Featured image of post TWAS

TWAS

Problem

Studies of complex traits often have small sample sizes. There are some methods to address this, such as overlapping analysis of eQTLs and GWAS trait variants, but these may miss small effect size expression.

TWAS

Concept

First, check that $h^2_{cis} \neq 0$ is significant. Then we use true expression data to train an imputed expression model. There are three imputed expression models, using cis-eQTL and BLUP or BSLMM, respectively. We compare their $\frac{r^2}{h^2}$, and BSLMM is the best one. We impute expression-trait association statistics from GWAS summary statistics and the imputed expression model.

Benefit

Gene expression data is not required in TWAS.

Limitation

  1. We assume that SNPs affect traits through gene expression.
  2. TWAS can’t distinguish causality; how to solve this? Add a trait term to the linear model. If the imputed expression becomes not significant, it means that there is a phenotype-mediated effect (SNP → trait → expression).

Common Technology

Omnibus Test

The Omnibus Test uses summary data to deal with multiple cohorts/methods. In this paper, we use the omnibus test to check for significant associations across predictions from YFS, METSIM, and NTR (different tissues). For gene $i$

$$ \begin{align*} \text{omnibus}_i = \mathbf{Z_i^T C_i^{-1} Z_i} \overset{approx}{\sim} \chi^2_3 \end{align*} $$

where

  • $\mathbf{Z_i}$ is $3 \times 1$ vector, representing $3$ cohort TWAS Z score
  • $\mathbf{C_i}$ is $3 \times 3$ correlation matrix for $3$ cohort

Permutation Test

Permutation test doesn’t need distribution assumption. It’s a nonparameter method and testing multiple group data is significant different. In this paper. we shuffle expression-trait association 1,000 times for each TWAS gene, plot the distribution of shuffled Z score $Z_{perm}$ which follows $\sim N(0, \Sigma_{s,s})$) . We compute p-value

$$ \begin{align*} \text{p-value} = \frac{\displaystyle \sum_i^{1000}I(Z_{obs} < Z_{perm,i})}{1000} \end{align*} $$

If p-value$<0.05$, we reject null hypothesis (expression $\perp$ trait).

Performance

True Data

TWAS Identify 25 novel expression-trait associations using summary association statistics from a 2010 lipid GWAS.

Simulation

Under null

We simulate expression from two null expression models.

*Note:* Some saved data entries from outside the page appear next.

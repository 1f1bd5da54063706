//! Replica classification and selection.
//!
//! A logical object may have several physical replicas spread over a tree of storage resources.
//! [`classify()`] sorts a replica list into buckets by resource liveness, resource class and
//! up-to-date status. The selectors in [`select`] build on that to answer which replica to open,
//! which replica to copy from and to for a replicate or move, and which replicas a trim may delete.
//!
//! Resource state and replica records come from collaborators described by the
//! [`ResourceStatus`] and [`Catalog`] traits.

pub mod classify;
pub mod error;
pub mod record;
pub mod resource;
pub mod select;

#[cfg(test)]
mod testutils;

pub use classify::{ReplicaSetPartition, classify};
pub use error::{Error, Result};
pub use record::{Hierarchy, ReplicaCondition, ReplicaRecord};
pub use resource::{Catalog, ResourceClass, ResourceInfo, ResourceMap, ResourceStatus};
pub use select::{
    DEF_MIN_COPY_CNT, Destination, ReplicaSelector, TransferPlan, TransferTarget, TrimPlan,
    select_for_open, select_for_transfer, select_for_trim,
};
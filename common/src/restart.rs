//! Transfer checkpoints.
//!
//! A [`RestartInfo`] records, for every portal worker of one transfer, the contiguous byte range that
//! worker has moved so far. It is persisted next to the local file while the transfer runs and is
//! removed once the transfer completes. After a crash [`RestartInfo::resume`] yields the byte ranges
//! that still need to be moved.
//!
//! On disk the record is an 8-byte little-endian payload length followed by the bincode encoding of
//! [`RestartInfo`]. Any file that does not decode cleanly, or whose contents contradict the transfer
//! being resumed, is reported as [`RestartError::Corrupt`] and callers restart from zero.

use serde::{Deserialize, Serialize};
use std::sync::atomic::{AtomicU64, Ordering};

const LEN_PREFIX_SIZE: usize = std::mem::size_of::<u64>();

#[derive(Debug, thiserror::Error)]
pub enum RestartError {
    #[error("restart file {path:?} is corrupt: {reason}")]
    Corrupt {
        path: std::path::PathBuf,
        reason: String,
    },
    #[error("restart file {path:?} could not be accessed")]
    Io {
        path: std::path::PathBuf,
        #[source]
        source: std::io::Error,
    },
}

impl RestartError {
    fn corrupt(path: &std::path::Path, reason: impl Into<String>) -> Self {
        Self::Corrupt {
            path: path.to_path_buf(),
            reason: reason.into(),
        }
    }

    fn io(path: &std::path::Path, source: std::io::Error) -> Self {
        Self::Io {
            path: path.to_path_buf(),
            source,
        }
    }
}

#[derive(Debug, Clone, Copy, PartialEq, Eq, Serialize, Deserialize)]
pub enum RestartOperation {
    Put,
    Get,
}

#[derive(Debug, Clone, Copy, PartialEq, Eq, Serialize, Deserialize)]
pub enum RestartStatus {
    InProgress,
    Done,
}

/// Contiguous range `[offset, offset + len)` moved by one worker.
#[derive(Debug, Clone, Copy, Default, PartialEq, Eq, Serialize, Deserialize)]
pub struct RestartSegment {
    pub offset: u64,
    pub len: u64,
}

impl RestartSegment {
    pub fn end(&self) -> u64 {
        self.offset + self.len
    }

    /// Account `delta` bytes moved starting at `offset`.
    ///
    /// Bytes that extend the current run are appended to it. A write anywhere else starts a new run at
    /// `offset`, which only ever under-reports progress.
    pub fn advance(&mut self, offset: u64, delta: u64) {
        if self.len == 0 || self.end() != offset {
            self.offset = offset;
            self.len = 0;
        }
        self.len += delta;
    }
}

/// One byte range that has to be moved again after an interrupted transfer.
#[derive(Debug, Clone, Copy, PartialEq, Eq)]
pub struct Gap {
    pub offset: u64,
    pub len: u64,
    /// Segment whose recorded run ends where this gap begins, if any
    pub follows_segment: Option<usize>,
}

#[derive(Debug, Clone, PartialEq, Eq, Serialize, Deserialize)]
pub struct RestartInfo {
    pub file_name: std::path::PathBuf,
    pub obj_path: String,
    pub operation: RestartOperation,
    pub file_size: u64,
    pub status: RestartStatus,
    pub segments: Vec<RestartSegment>,
}

impl RestartInfo {
    /// Start tracking a transfer.
    ///
    /// Tracking is disabled (zero segments) unless `size` reaches `min_restart_size` and
    /// `thread_count` is within `1..=max_threads`. Segment `i` initially points at the start of the
    /// byte range worker `i` is expected to receive.
    pub fn begin(
        operation: RestartOperation,
        local_path: &std::path::Path,
        obj_path: &str,
        size: u64,
        thread_count: usize,
        policy: &RestartPolicy,
    ) -> Self {
        let enabled = size >= policy.min_restart_size
            && thread_count >= 1
            && thread_count <= policy.max_threads;
        let segments = if enabled {
            let seg_size = size / thread_count as u64;
            (0..thread_count as u64)
                .map(|i| RestartSegment {
                    offset: i * seg_size,
                    len: 0,
                })
                .collect()
        } else {
            Vec::new()
        };
        Self {
            file_name: local_path.to_path_buf(),
            obj_path: obj_path.to_string(),
            operation,
            file_size: size,
            status: RestartStatus::InProgress,
            segments,
        }
    }

    pub fn num_segments(&self) -> usize {
        self.segments.len()
    }

    pub fn is_tracking(&self) -> bool {
        !self.segments.is_empty()
    }

    /// Record that worker `thread_id` moved `delta` bytes starting at `offset`.
    pub fn record_progress(&mut self, thread_id: usize, offset: u64, delta: u64) {
        if let Some(segment) = self.segments.get_mut(thread_id) {
            segment.advance(offset, delta);
        }
    }

    /// Total bytes covered by the recorded segments.
    pub fn bytes_done(&self) -> u64 {
        self.segments.iter().map(|seg| seg.len).sum()
    }

    /// Byte ranges not yet covered by any segment, in file order.
    ///
    /// Each gap sits either before a segment's recorded offset or after the last segment's end. Their
    /// total length is `file_size` minus the bytes covered by the segments.
    pub fn resume(&self) -> Vec<Gap> {
        let mut order: Vec<usize> = (0..self.segments.len()).collect();
        order.sort_by_key(|&idx| self.segments[idx].offset);
        let mut gaps = Vec::new();
        let mut pos = 0u64;
        let mut previous = None;
        for idx in order {
            let segment = &self.segments[idx];
            let start = segment.offset.min(self.file_size);
            let end = segment.end().min(self.file_size);
            if start > pos {
                gaps.push(Gap {
                    offset: pos,
                    len: start - pos,
                    follows_segment: previous,
                });
            }
            if end > pos {
                pos = end;
                previous = Some(idx);
            }
        }
        if pos < self.file_size {
            gaps.push(Gap {
                offset: pos,
                len: self.file_size - pos,
                follows_segment: previous,
            });
        }
        gaps
    }

    /// Check that this checkpoint describes the transfer about to be resumed.
    pub fn validate_for(
        &self,
        path: &std::path::Path,
        local_path: &std::path::Path,
        obj_path: &str,
        size: u64,
    ) -> Result<(), RestartError> {
        if self.file_name != local_path {
            return Err(RestartError::corrupt(
                path,
                format!(
                    "checkpoint is for {:?}, not {:?}",
                    self.file_name, local_path
                ),
            ));
        }
        if self.obj_path != obj_path {
            return Err(RestartError::corrupt(
                path,
                format!("checkpoint is for object {}, not {obj_path}", self.obj_path),
            ));
        }
        if self.file_size != size {
            return Err(RestartError::corrupt(
                path,
                format!(
                    "checkpoint size {} does not match object size {size}",
                    self.file_size
                ),
            ));
        }
        Ok(())
    }

    fn encode(&self, path: &std::path::Path) -> Result<Vec<u8>, RestartError> {
        let payload = bincode::serialize(self)
            .map_err(|err| RestartError::corrupt(path, format!("failed to encode: {err}")))?;
        let mut buf = Vec::with_capacity(LEN_PREFIX_SIZE + payload.len());
        buf.extend_from_slice(&(payload.len() as u64).to_le_bytes());
        buf.extend_from_slice(&payload);
        Ok(buf)
    }

    fn decode(path: &std::path::Path, buf: &[u8]) -> Result<Self, RestartError> {
        let Some((prefix, payload)) = buf.split_first_chunk::<LEN_PREFIX_SIZE>() else {
            return Err(RestartError::corrupt(
                path,
                format!("file is {} bytes, too short for a length prefix", buf.len()),
            ));
        };
        let declared = u64::from_le_bytes(*prefix);
        if declared != payload.len() as u64 {
            return Err(RestartError::corrupt(
                path,
                format!(
                    "declared payload length {declared} but found {} bytes",
                    payload.len()
                ),
            ));
        }
        let info: Self = bincode::deserialize(payload)
            .map_err(|err| RestartError::corrupt(path, format!("failed to decode: {err}")))?;
        if info.segments.len() > crate::config::MAX_NUM_CONFIG_TRAN_THR {
            return Err(RestartError::corrupt(
                path,
                format!("{} segments exceeds the worker bound", info.segments.len()),
            ));
        }
        if let Some(segment) = info
            .segments
            .iter()
            .find(|seg| seg.offset.checked_add(seg.len).is_none_or(|end| end > info.file_size))
        {
            return Err(RestartError::corrupt(
                path,
                format!(
                    "segment {segment:?} extends past file size {}",
                    info.file_size
                ),
            ));
        }
        Ok(info)
    }

    /// Persist to `path`, replacing any previous checkpoint atomically.
    pub async fn save(&self, path: &std::path::Path) -> Result<(), RestartError> {
        let buf = self.encode(path)?;
        let mut tmp_name = path.as_os_str().to_owned();
        tmp_name.push(".tmp");
        let tmp_path = std::path::PathBuf::from(tmp_name);
        tokio::fs::write(&tmp_path, &buf)
            .await
            .map_err(|err| RestartError::io(&tmp_path, err))?;
        tokio::fs::rename(&tmp_path, path)
            .await
            .map_err(|err| RestartError::io(path, err))
    }

    pub async fn load(path: &std::path::Path) -> Result<Self, RestartError> {
        let buf = tokio::fs::read(path)
            .await
            .map_err(|err| RestartError::io(path, err))?;
        Self::decode(path, &buf)
    }

    /// Remove the checkpoint at `path`; a missing file is not an error.
    pub async fn clear(path: &std::path::Path) -> Result<(), RestartError> {
        match tokio::fs::remove_file(path).await {
            Ok(()) => Ok(()),
            Err(err) if err.kind() == std::io::ErrorKind::NotFound => Ok(()),
            Err(err) => Err(RestartError::io(path, err)),
        }
    }
}

/// Limits deciding when a transfer is checkpointed and how often.
#[derive(Debug, Clone, Copy)]
pub struct RestartPolicy {
    pub min_restart_size: u64,
    pub max_threads: usize,
    pub flush_threshold: u64,
}

impl From<&crate::config::TransferConfig> for RestartPolicy {
    fn from(config: &crate::config::TransferConfig) -> Self {
        Self {
            min_restart_size: config.min_restart_size,
            max_threads: config.max_threads,
            flush_threshold: config.restart_flush_threshold,
        }
    }
}

/// Checkpoint shared by the workers of one transfer.
///
/// Each worker updates only its own segment. Flushing is single-writer: whichever worker crosses the
/// byte threshold and wins the flush lock writes the file, others carry on.
#[derive(Debug)]
pub struct Checkpoint {
    info: RestartInfo,
    segments: Vec<std::sync::Mutex<RestartSegment>>,
    path: Option<std::path::PathBuf>,
    flush_threshold: u64,
    written_since_flush: AtomicU64,
    flushing: tokio::sync::Mutex<()>,
}

impl Checkpoint {
    /// `path = None` or a non-tracking `info` disables persistence entirely.
    pub fn new(info: RestartInfo, path: Option<std::path::PathBuf>, flush_threshold: u64) -> Self {
        let segments = info
            .segments
            .iter()
            .map(|seg| std::sync::Mutex::new(*seg))
            .collect();
        let path = if info.is_tracking() { path } else { None };
        Self {
            info,
            segments,
            path,
            flush_threshold,
            written_since_flush: AtomicU64::new(0),
            flushing: tokio::sync::Mutex::new(()),
        }
    }

    pub fn is_enabled(&self) -> bool {
        self.path.is_some()
    }

    pub fn path(&self) -> Option<&std::path::Path> {
        self.path.as_deref()
    }

    pub fn record_progress(&self, thread_id: usize, offset: u64, delta: u64) {
        let Some(segment) = self.segments.get(thread_id) else {
            return;
        };
        segment
            .lock()
            .unwrap_or_else(std::sync::PoisonError::into_inner)
            .advance(offset, delta);
        self.written_since_flush.fetch_add(delta, Ordering::Relaxed);
    }

    pub fn snapshot(&self) -> RestartInfo {
        let mut info = self.info.clone();
        info.segments = self
            .segments
            .iter()
            .map(|seg| *seg.lock().unwrap_or_else(std::sync::PoisonError::into_inner))
            .collect();
        info
    }

    /// Write the checkpoint if at least the flush threshold has been moved since the last write.
    ///
    /// Returns whether a write happened. Concurrent callers never write at the same time; a caller
    /// that finds a flush already running returns without waiting.
    pub async fn flush_if_due(&self) -> Result<bool, RestartError> {
        let Some(path) = self.path.as_deref() else {
            return Ok(false);
        };
        if self.written_since_flush.load(Ordering::Relaxed) < self.flush_threshold {
            return Ok(false);
        }
        let Ok(_guard) = self.flushing.try_lock() else {
            return Ok(false);
        };
        let pending = self.written_since_flush.load(Ordering::Relaxed);
        if pending < self.flush_threshold {
            return Ok(false);
        }
        self.written_since_flush
            .fetch_sub(pending, Ordering::Relaxed);
        let info = self.snapshot();
        tracing::debug!(
            "flushing checkpoint {:?}: {} of {} bytes done",
            path,
            info.bytes_done(),
            info.file_size
        );
        info.save(path).await?;
        Ok(true)
    }

    /// Write the checkpoint now, waiting for any flush already in progress.
    pub async fn flush(&self) -> Result<(), RestartError> {
        let Some(path) = self.path.as_deref() else {
            return Ok(());
        };
        let _guard = self.flushing.lock().await;
        self.written_since_flush.store(0, Ordering::Relaxed);
        self.snapshot().save(path).await
    }

    /// Mark the transfer complete and remove the checkpoint file.
    pub async fn finish(&self) -> Result<(), RestartError> {
        let Some(path) = self.path.as_deref() else {
            return Ok(());
        };
        let _guard = self.flushing.lock().await;
        RestartInfo::clear(path).await
    }
}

For expression $\perp$ SNP, cis-heritable trait model

$$Z-score \sim N\left(0,\mathbf{\frac{WZ}{(W\Sigma_{s,s} W')^{1/2}}}\right) ,\ \text{expression} \sim N(0,1)$$

For trait $\perp$ SNP, cis-heritable expression model

$$ Z-score \sim N(0,1) ,\ \text{expression}=\sum_i X_i +\varepsilon$$

where

  • $\mathbf{W=\Sigma_{e,s}\Sigma^{-1}_{s,s}}$
  • $\mathbf{\Sigma_{e,s}}:$ covariance between SNPs and expression
  • $\mathbf{\Sigma_{s,s}}:$ covariance among all SNPs

Under alternative

We use $6000$ unrelated METSIM GWAS samples, $100$ genes and the SNPs in the surrounding 1MB. For $100$ genes, expression simulated as

$$ \begin{align*} \mathbf{E}=\mathbf{X {\beta} + \varepsilon},\ \text{where } \varepsilon,\ \beta \text{ from Normal} \quad (1) \end{align*} $$

to achieve $h^2_{cis-g}=0.17$. $1000$ samples with SNPs and simulated expression were then withheld for training $(1)$. And we use $(1)$ to simulate remaining $5000$ samples expression. For remaining $5000$ samples, phenotype $Y$ simulated as

$$ \begin{align*} Y=E \alpha'+\varepsilon \quad (2) \end{align*} $$

So that $h^2_E=\frac{0.1}{180}$ or $\frac{0.2}{180}$. Repeating $5000$ samples expression simulation $(1)$ and phenotype simulation $(2)$ $60$ times with different $\varepsilon$. After computing Z-score between snp, phenotype, we simulate $5000 \times 60$ size GWAS.